I just woke up in bed with 4 girls. Either i dont remember the best night of my life or they think im gay.
After I just paid $211 for my hair to be dyed and cut this guy at the bar said "I know you died your hair with koolaid, but I'd still fuck the shit out of you"
The Ukrainian kid just told me that our econ professor wants to bone me. Please tell me that phrase means something different in Eastern Europe.
He's coming over tonight...I really wish I didn't have my period right now...
I believe I'm witnessing the first time ever that you wished your period would NOT come....
You kept saying thank you to the automatic toilet as it flushed your puke.
Doing lines of coke with a $100 dollar bill off a 6in x 9in photo of your childhood self really tells you where you where you've gotten in life.
It looks like sephora exploded on his dick, so i assumed I was the second girl that gave him head that night.
I wonder what acid is like for a blind person... Can we find this out?
He went to WalMart with $30 and came back with a watch, a basketball and an engagement ring.

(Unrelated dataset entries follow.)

//! The security provider contract.
//!
//! Optional collaborator: when configured, the engine signs manifests
//! at package time and verifies signatures before executing an
//! artifact. Signatures are computed over the manifest checksum, which
//! is itself content-addressed over the file set.

use chrono::{DateTime, Utc};
use serde::{Deserialize, Serialize};
use thiserror::Error;

use drydock_manifest::Manifest;

/// Result type alias for security operations.
pub type SecurityResult<T> = Result<T, SecurityError>;

/// Errors surfaced by a security provider.
#[derive(Debug, Error)]
pub enum SecurityError {
    /// Signing failed.
    #[error("signing failed: {0}")]
    Sign(String),

    /// Verification could not be performed (distinct from an invalid
    /// signature, which is a `false` verify result).
    #[error("verification failed: {0}")]
    Verify(String),

    /// Provenance generation failed.
    #[error("provenance generation failed: {0}")]
    Provenance(String),
}

/// Build information attached to a provenance record.
#[derive(Debug, Clone, Serialize, Deserialize)]
pub struct BuildInfo {
    /// Identity of the builder (CI job, user).
    pub builder: String,
    /// Source reference (repository URL, commit).
    pub source: Option<String>,
    /// Version of the build tool.
    pub tool_version: String,
}

/// A provenance record tying an artifact to its build.
#[derive(Debug, Clone, Serialize, Deserialize)]
pub struct Provenance {
    /// Version the record describes.
    pub version: String,
    /// Manifest checksum at build time.
    pub checksum: String,
    /// Build information.
    pub build: BuildInfo,
    /// When the record was generated.
    pub generated_at: DateTime<Utc>,
}

/// Signing and verification capability consumed by the engine.
pub trait SecurityProvider: Send + Sync {
    /// Produce an opaque signature over the given bytes.
    fn sign(&self, data: &[u8]) -> SecurityResult<String>;

    /// Check a signature over the given bytes. `Ok(false)` means the
    /// signature is well-formed but does not match.
    fn verify(&self, data: &[u8], signature: &str) -> SecurityResult<bool>;

    /// Generate a provenance record for a built manifest.
    fn generate_provenance(
        &self,
        manifest: &Manifest,
        build_info: &BuildInfo,
    ) -> SecurityResult<Provenance> {
        Ok(Provenance {
            version: manifest.version.to_string(),
            checksum: manifest.checksum.clone(),
            build: build_info.clone(),
            generated_at: Utc::now(),
        })
    }
}

#[cfg(test)]
mod tests {
    use super::*;
    use drydock_manifest::{ManifestBuilder, MigrationKind, Version};

    struct StubProvider;

    impl SecurityProvider for StubProvider {
        fn sign(&self, data: &[u8]) -> SecurityResult<String> {
            Ok(format!("sig-{}", data.len()))
        }

        fn verify(&self, data: &[u8], signature: &str) -> SecurityResult<bool> {
            Ok(signature == format!("sig-{}", data.len()))
        }
    }

    #[test]
    fn test_sign_verify_round_trip() {
        let provider = StubProvider;
        let sig = provider.sign(b"payload").unwrap();
        assert!(provider.verify(b"payload", &sig).unwrap());
        assert!(!provider.verify(b"other payload!", &sig).unwrap());
    }

    #[test]
    fn test_default_provenance() {
        let manifest = ManifestBuilder::new(Version::parse("1.0.0").unwrap())
            .file("custom/a.sql", b"SELECT 1;", MigrationKind::Custom)
            .build();
        let build = BuildInfo {
            builder: "ci".into(),
            source: Some("git@example.com:team/db.git".into()),
            tool_version: "0.3.0".into(),
        };

        let provenance = StubProvider.generate_provenance(&manifest, &build).unwrap();
        assert_eq!(provenance.version, "1.0.0");
        assert_eq!(provenance.checksum, manifest.checksum);
    }
}
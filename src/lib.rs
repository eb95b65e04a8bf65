//! # Drydock
//!
//! Versioned, checksummed database migration artifacts with OCI
//! registry distribution.
//!
//! Drydock provides:
//! - Deterministic, content-addressed manifests over a migration file
//!   set, versioned with semver
//! - A reproducible tar+gzip artifact codec with per-file checksum
//!   verification on extraction
//! - Artifact storage backends: an OCI Distribution v2 registry
//!   client, a filesystem store, and an in-memory store
//! - A migration engine with named locking, idempotency, fixed
//!   execution ordering, transactional apply, rollback, and
//!   append-only history
//!
//! ## Quick Start
//!
//! ```rust,ignore
//! use drydock::prelude::*;
//!
//! #[tokio::main]
//! async fn main() -> Result<(), drydock::engine::MigrationError> {
//!     let store = RegistryClient::builder("https://registry.example.com", "team/app-db")
//!         .credentials("ci", "s3cret")
//!         .build()?;
//!     let engine = MigrationEngine::new(driver, store, EngineConfig::new());
//!
//!     let version: Version = "1.4.0".parse()?;
//!     let report = engine.apply(&version).await?;
//!     println!("applied {} migrations", report.executed.len());
//!     Ok(())
//! }
//! ```

#![cfg_attr(docsrs, feature(doc_cfg))]
#![deny(missing_docs)]
#![deny(rustdoc::broken_intra_doc_links)]

/// Manifest construction, versioning, and checksums.
pub mod manifest {
    pub use drydock_manifest::*;
}

/// Artifact encoding and verified extraction.
pub mod artifact {
    pub use drydock_artifact::*;
}

/// Artifact storage backends and the OCI registry client.
pub mod registry {
    pub use drydock_registry::*;
}

/// The migration engine and its driver/security contracts.
pub mod engine {
    pub use drydock_engine::*;
}

/// Prelude module for convenient imports.
pub mod prelude {
    pub use crate::artifact::{decode, encode, ArchiveFile};
    pub use crate::engine::{
        DatabaseDriver, EngineConfig, MigrationEngine, PackageInput, SecurityProvider,
    };
    pub use crate::manifest::{Manifest, ManifestBuilder, MigrationKind, Version};
    pub use crate::registry::{ArtifactStore, FsStore, MemoryStore, RegistryClient};
}

// Re-export key types at the crate root
pub use drydock_engine::{EngineConfig, MigrationEngine};
pub use drydock_manifest::{Manifest, Version};
pub use drydock_registry::{ArtifactStore, RegistryClient};
//! # drydock-registry
//!
//! Artifact storage backends for the Drydock migration engine.
//!
//! The [`ArtifactStore`] trait is the storage contract the engine
//! consumes: push, pull, exists, list, delete, and manifest retrieval,
//! keyed by semantic version. Three interchangeable implementations
//! live here:
//!
//! - [`RegistryClient`]: a container-registry v2 (OCI) HTTP client
//!   with tag pagination, bearer-token auth challenges, and
//!   digest-addressed deletion
//! - [`FsStore`]: a plain filesystem directory
//! - [`MemoryStore`]: an in-memory map, for tests and embedding
//!
//! ## Example
//!
//! ```rust,ignore
//! use drydock_registry::{ArtifactStore, RegistryClient};
//!
//! let client = RegistryClient::builder("https://registry.example.com", "team/migrations")
//!     .credentials("ci-bot", "s3cret")
//!     .build()?;
//!
//! let versions = client.list().await?; // sorted ascending
//! ```

pub mod auth;
pub mod client;
pub mod error;
pub mod fs;
pub mod memory;
pub mod store;

pub use auth::{BearerChallenge, Credentials, TokenCache};
pub use client::{RegistryClient, RegistryClientBuilder};
pub use error::{StorageError, StorageResult};
pub use fs::FsStore;
pub use memory::MemoryStore;
pub use store::{ArtifactStore, PulledArtifact};
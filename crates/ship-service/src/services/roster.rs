//! Roster commands - ship management, support votes, and the leaderboard

use tracing::{info, instrument};

use ship_core::value_objects::UserId;
use ship_discord::protocol::{Embed, InteractionData, ResponseData};

use super::context::ServiceContext;
use super::error::{ServiceError, ServiceResult};

/// How many ships the leaderboard shows
const LEADERBOARD_LIMIT: usize = 10;

/// Accent color of the leaderboard embed
const LEADERBOARD_EMBED_COLOR: u32 = 0x00FF_D700;

/// Roster command handlers
pub struct RosterService<'a> {
    ctx: &'a ServiceContext,
}

impl<'a> RosterService<'a> {
    /// Create a new RosterService
    pub fn new(ctx: &'a ServiceContext) -> Self {
        Self { ctx }
    }

    /// Handle `createship`/`editship action={add,edit,remove}`
    #[instrument(skip(self, data))]
    pub async fn manage(&self, data: &InteractionData) -> ServiceResult<ResponseData> {
        let action = data
            .option_str("action")
            .ok_or(ServiceError::MissingOption("action"))?;

        match action {
            "add" => {
                let user1 = self.required_user(data, "user1")?;
                let user2 = self.required_user(data, "user2")?;
                let name = data
                    .option_str("name")
                    .ok_or(ServiceError::MissingOption("name"))?;

                let ship = self.ctx.store().create(&user1, &user2, name).await?;
                info!(name = %ship.name, id = %ship.id, "Ship created");
                Ok(ResponseData::message(format!(
                    "💞 Ship **{}** created!",
                    ship.name
                )))
            }
            "edit" => {
                let user1 = self.required_user(data, "user1")?;
                let user2 = self.required_user(data, "user2")?;
                let name = data
                    .option_str("name")
                    .ok_or(ServiceError::MissingOption("name"))?;

                let ship = self.ctx.store().rename(&user1, &user2, name).await?;
                info!(name = %ship.name, id = %ship.id, "Ship renamed");
                Ok(ResponseData::message(format!(
                    "✏️ Ship renamed to **{}**.",
                    ship.name
                )))
            }
            "remove" => {
                let name = data
                    .option_str("name")
                    .ok_or(ServiceError::MissingOption("name"))?;

                self.ctx.store().delete(name).await?;
                info!(name = %name, "Ship deleted");
                Ok(ResponseData::message(format!("🗑️ Ship **{name}** deleted.")))
            }
            other => Err(ServiceError::UnknownAction(other.to_string())),
        }
    }

    /// Handle `support name`
    #[instrument(skip(self, data))]
    pub async fn support(&self, data: &InteractionData) -> ServiceResult<ResponseData> {
        let name = data
            .option_str("name")
            .ok_or(ServiceError::MissingOption("name"))?;

        let count = self.ctx.store().increment_support(name).await?;
        Ok(ResponseData::message(format!(
            "💖 **{name}** now has **{count}** supports!"
        )))
    }

    /// Handle `edit_ship_count name support`
    #[instrument(skip(self, data))]
    pub async fn set_count(&self, data: &InteractionData) -> ServiceResult<ResponseData> {
        let name = data
            .option_str("name")
            .ok_or(ServiceError::MissingOption("name"))?;
        let value = data
            .option_i64("support")
            .ok_or(ServiceError::MissingOption("support"))?;

        self.ctx.store().set_support(name, value).await?;
        info!(name = %name, value, "Support count overridden");
        Ok(ResponseData::message(format!(
            "🔧 **{name}** support count set to **{value}**."
        )))
    }

    /// Handle `leaderboard`
    #[instrument(skip(self))]
    pub async fn leaderboard(&self) -> ServiceResult<ResponseData> {
        let ships = self.ctx.store().top_by_score(LEADERBOARD_LIMIT).await?;

        if ships.is_empty() {
            return Ok(ResponseData::message(
                "No ships found. Ask an admin to create one with /createship!",
            ));
        }

        let lines: Vec<String> = ships
            .iter()
            .enumerate()
            .map(|(i, ship)| {
                format!(
                    "**{}.** {} — {} supports",
                    i + 1,
                    ship.name,
                    ship.support_count
                )
            })
            .collect();

        let embed = Embed::new("🏆 Ship Leaderboard")
            .with_color(LEADERBOARD_EMBED_COLOR)
            .with_description(lines.join("\n"));

        Ok(ResponseData::embed(embed))
    }

    fn required_user(&self, data: &InteractionData, option: &'static str) -> ServiceResult<UserId> {
        data.option_str(option)
            .map(UserId::from)
            .ok_or(ServiceError::MissingOption(option))
    }
}
//! Error mapping for the ship repository

use ship_core::DomainError;
use sqlx::Error as SqlxError;

/// Wrap a SQLx failure as an opaque database error
pub fn map_db_error(e: SqlxError) -> DomainError {
    DomainError::DatabaseError(e.to_string())
}

/// Map a unique-index violation to the caller's error, anything else to a
/// database error. The ships table keeps its name-uniqueness invariant in a
/// unique index, so duplicate names surface here.
pub fn map_unique_violation<F>(e: SqlxError, on_unique: F) -> DomainError
where
    F: FnOnce() -> DomainError,
{
    if let Some(db_err) = e.as_database_error() {
        if db_err.is_unique_violation() {
            return on_unique();
        }
    }
    DomainError::DatabaseError(e.to_string())
}
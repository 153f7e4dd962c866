//! Request authentication - Ed25519 interaction signatures

mod signature;

pub use signature::{InteractionVerifier, SignatureError};
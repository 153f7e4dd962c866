//! # ship-cache
//!
//! Redis implementation of the ship store.
//!
//! Layout per ship: one hash (`ship:rec:{name}`) holding the record fields,
//! a pair index key mapping the canonical user pair to the ship name, and a
//! single sorted set (`ship:board`) scoring every ship by support count.

pub mod pool;
pub mod store;

// Re-export pool types
pub use pool::{RedisPool, RedisPoolConfig, RedisPoolError, RedisResult};

// Re-export store types
pub use store::RedisShipStore;
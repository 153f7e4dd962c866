//! # ship-discord
//!
//! Discord-facing plumbing: the interaction wire protocol (inbound payloads,
//! response callbacks, embeds), slash-command definitions, and the REST
//! client implementing the platform port.

pub mod commands;
pub mod protocol;
pub mod rest;

// Re-export commonly used types
pub use protocol::{
    CommandOption, Embed, EmbedField, Interaction, InteractionData, InteractionResponse,
    OptionValue, ResponseData, CALLBACK_CHANNEL_MESSAGE, CALLBACK_DEFERRED_CHANNEL_MESSAGE,
    CALLBACK_PONG, INTERACTION_TYPE_APPLICATION_COMMAND, INTERACTION_TYPE_PING,
};
pub use rest::DiscordRestClient;
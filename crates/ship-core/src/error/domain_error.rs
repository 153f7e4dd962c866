//! Domain errors - error types for the domain layer

use thiserror::Error;

/// Domain layer errors
#[derive(Debug, Error)]
pub enum DomainError {
    // =========================================================================
    // Not Found Errors
    // =========================================================================
    #[error("Ship not found: {0}")]
    ShipNotFound(String),

    #[error("No ship exists for that user pair")]
    PairNotFound,

    // =========================================================================
    // Validation Errors
    // =========================================================================
    #[error("Ship name already taken: {0}")]
    DuplicateName(String),

    #[error("Support count must be non-negative, got {0}")]
    InvalidSupportValue(i64),

    // =========================================================================
    // Platform Errors
    // =========================================================================
    #[error("Platform API request failed: {0}")]
    FetchError(String),

    // =========================================================================
    // Infrastructure Errors (wrapped)
    // =========================================================================
    #[error("Database error: {0}")]
    DatabaseError(String),

    #[error("Cache error: {0}")]
    CacheError(String),
}

impl DomainError {
    /// Get an error code string for logs and diagnostics
    pub fn code(&self) -> &'static str {
        match self {
            Self::ShipNotFound(_) => "UNKNOWN_SHIP",
            Self::PairNotFound => "UNKNOWN_PAIR",
            Self::DuplicateName(_) => "DUPLICATE_NAME",
            Self::InvalidSupportValue(_) => "INVALID_SUPPORT_VALUE",
            Self::FetchError(_) => "FETCH_ERROR",
            Self::DatabaseError(_) => "DATABASE_ERROR",
            Self::CacheError(_) => "CACHE_ERROR",
        }
    }

    /// Check if this is a "not found" error
    pub fn is_not_found(&self) -> bool {
        matches!(self, Self::ShipNotFound(_) | Self::PairNotFound)
    }

    /// Check if this is a user-correctable validation error
    pub fn is_validation(&self) -> bool {
        matches!(self, Self::DuplicateName(_) | Self::InvalidSupportValue(_))
    }

    /// Check if this is an infrastructure failure rather than a business outcome
    pub fn is_infrastructure(&self) -> bool {
        matches!(
            self,
            Self::FetchError(_) | Self::DatabaseError(_) | Self::CacheError(_)
        )
    }
}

Note to self: do not ride giant beanbag chair down stairs.
let's make a party pact right now just as precaution for this trip: ill make sure you don't piss yourself if you make sure I don't bang my cousins friends. deal?
I puked so hard this morning that I peed my pants. I'm a gem.
He started french braiding my hair while I was blowing him. The question is not why, but how.
Thanks for having me over last night. Sorry I licked rum off your kitchen floor.